Audio courtesy of the NYC Municipal Archives WNYC Collection
WNYC archives id: 71082
Municipal archives id: LT2555
The original text of the WNYC radio broadcasts are the property of the New York City Department of Records/Municipal Archives. This digital edition is made available for research purposes only. The text may not be duplicated or reproduced without the written permission of the New York City Department of Records/Municipal Archives 31 Chambers Street New York, NY 10007
FOR IMMEDIATE RELEASE
SUNDAY, SEPTEMBER 16, 1945
CITY OF NEW YORK
OFFICE OF THE MAYOR
TEXT OF MAYOR F. H. LA GUARDIA'S SUNDAY BROADCAST TO THE PEOPLE OF NEW YORK FROM HIS OFFICE IN CITY HALL, SUNDAY, SEPTEMBER 16, 1945, BROADCAST OVER WNYC AT 1:00 P.M. FOLLOWS:
Patience and fortitude:
I found that I needed both during the last week. I have several matters that I want to talk over with you today. You see, the last two or three weeks we had specialized programs, so I am somewhat behind in keeping you informed. I may have to talk a little rapidly today, so listen attentively, won't you?

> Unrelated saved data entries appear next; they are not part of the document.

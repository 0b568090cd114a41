// ============================================================================
// Strict linting - Dangerous or non-idiomatic practices are forbidden
// ============================================================================

#![forbid(unsafe_code)]               // Unsafe code is forbidden
#![warn(missing_docs)]                // Public items should be documented
#![warn(dead_code)]                   // Unused code is reported
#![deny(non_camel_case_types)]        // Types must follow CamelCase convention

// Additional strictness - Leave nothing unchecked
#![warn(unused_imports)]              // Unused imports are reported
#![warn(unused_variables)]            // Unused variables are reported
#![deny(unused_must_use)]             // Must handle Result and Option explicitly
#![deny(non_snake_case)]              // Variables and functions must be snake_case
#![deny(non_upper_case_globals)]      // Constants must be UPPER_CASE
#![deny(nonstandard_style)]           // Non-standard code style is forbidden
#![forbid(unsafe_op_in_unsafe_fn)]    // Unsafe ops in unsafe fns are forbidden

// Clippy lints (warnings only)
#![warn(clippy::all)]                 // All standard Clippy lints
#![warn(clippy::pedantic)]            // Very strict Clippy lints
#![warn(clippy::nursery)]             // Experimental lints
#![warn(clippy::unwrap_used)]         // unwrap() warning
#![warn(clippy::expect_used)]         // expect() warning
#![warn(clippy::panic)]               // panic!() warning
#![warn(clippy::print_stdout)]        // println!() warning
#![warn(clippy::todo)]                // TODO warning
#![warn(clippy::unimplemented)]       // unimplemented!() warning
#![warn(clippy::missing_const_for_fn)] // Force const when possible
#![warn(clippy::unwrap_in_result)]    // unwrap() in Result warning
#![warn(clippy::module_inception)]    // Module with same name as crate warning
#![warn(clippy::redundant_clone)]     // Useless clones warning
#![warn(clippy::shadow_unrelated)]    // Shadowing unrelated variables warning
#![warn(clippy::too_many_arguments)]  // Limit function arguments
#![warn(clippy::cognitive_complexity)] // Limit cognitive complexity

// Safety and robustness lints
#![deny(overflowing_literals)]        // Overflowing literals are forbidden
#![deny(arithmetic_overflow)]         // Arithmetic overflow is forbidden

// ============================================================================
// Crate Documentation
// ============================================================================

//! # Stratum Deploy
//!
//! Plans, applies and checkpoints deployments of resource environments.
//!
//! ## Overview
//!
//! An environment's last known state is a [`resource::Snapshot`]: an ordered
//! list of resources, each with a URN, a type, an optional provider-assigned
//! ID and a tree of properties. Deploying a desired-state document means:
//!
//! 1. **Diff**: compare old and new property maps per resource
//! 2. **Plan**: turn the diffs into an ordered list of create, update,
//!    replace and delete steps
//! 3. **Apply**: run the steps one at a time against resource providers,
//!    tracking progress and folding every completed step into a checkpoint
//! 4. **Persist**: save the checkpoint as the environment's envfile, with
//!    the previous file kept as a `.bak` backup
//!
//! ## Modules
//!
//! - [`resource`]: Property values, URNs and snapshots
//! - [`planner`]: Diff engine, plan model, executor and progress tracking
//! - [`provider`]: Provider callbacks and the in-process `local` provider
//! - [`state`]: Envfile encoding and checkpoint storage
//! - [`config`]: Desired-state documents, validation and workspace settings
//! - [`cli`]: Command-line interface
//!
//! ## Example
//!
//! ```yaml
//! resources:
//!   - name: net
//!     type: local:net:Vpc
//!     properties:
//!       cidr: 10.0.0.0/16
//!   - name: web
//!     type: local:compute:Instance
//!     properties:
//!       vpc: { $ref: net }
//!       size: small
//! ```

// ============================================================================
// Modules
// ============================================================================

pub mod cli;
pub mod config;
pub mod error;
pub mod planner;
pub mod provider;
pub mod resource;
pub mod state;

// ============================================================================
// Re-exports
// ============================================================================

pub use cli::{Cli, Commands, OutputFormatter};
pub use config::{ConfigParser, ConfigValidator, DesiredState, Workspace};
pub use error::{Result, StratumError};
pub use planner::{ApplyOutcome, ApplyProgress, DiffEngine, ObjectDiff, Plan, PlanBuilder, PlanExecutor, StepOp};
pub use provider::{LocalProvider, Provider, ProviderRegistry};
pub use resource::{PropertyMap, PropertyValue, ResourceState, Snapshot, Urn};
pub use state::{CheckpointStore, Envfile, LocalCheckpointStore};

MEATLESS DAYS DISCONTINUED
There seems to be a little more meat in the market. At least, people think so and that helps, you know. If you think that there is plenty of meat, you do not want it so badly. Therefore, we will discontinue Meatless Tuesdays and Fridays. It is now up to the hotels and restaurants to arrange their supplies in their own way. I want to take this opportunity of extending thanks to the reputable hotels and restaurants who have cooperated so well. I do not know what we would have done in certain periods if we had not had this fine cooperation. It rendered a very useful service and it helped the supplies for families very much. The City is really grateful to all who cooperated.
RETAIL CLOSINGS DISCONTINUED
Now as to the sale in retail shops, as far as the need for conservation is concerned, that too is lifted. That is a matter of course, I believe, and will have to be arranged between the employers and employees. I am not sufficiently informed of what the arrangements were when the stores were closed.
RETAIL MEAT SUPPLIES
The supply of meat is rather good. The non-kosher beef was 93% of demand in retail stores, and kosher beef was 90%. Pork was very low, down to 16% of an adequate supply.
HEAVY CREAM
I have to say something about the need of being cautious and not just going wild. Whenever there is a termination of any restriction or quota, the consuming public should be reasonable. There is an instance before me now - - that of heavy cream. The public just went wild and the demand for heavy cream was beyond all expectations. I want to appeal to you, in order to avoid the necessity of again clamping down restrictions in the use of heavy cream.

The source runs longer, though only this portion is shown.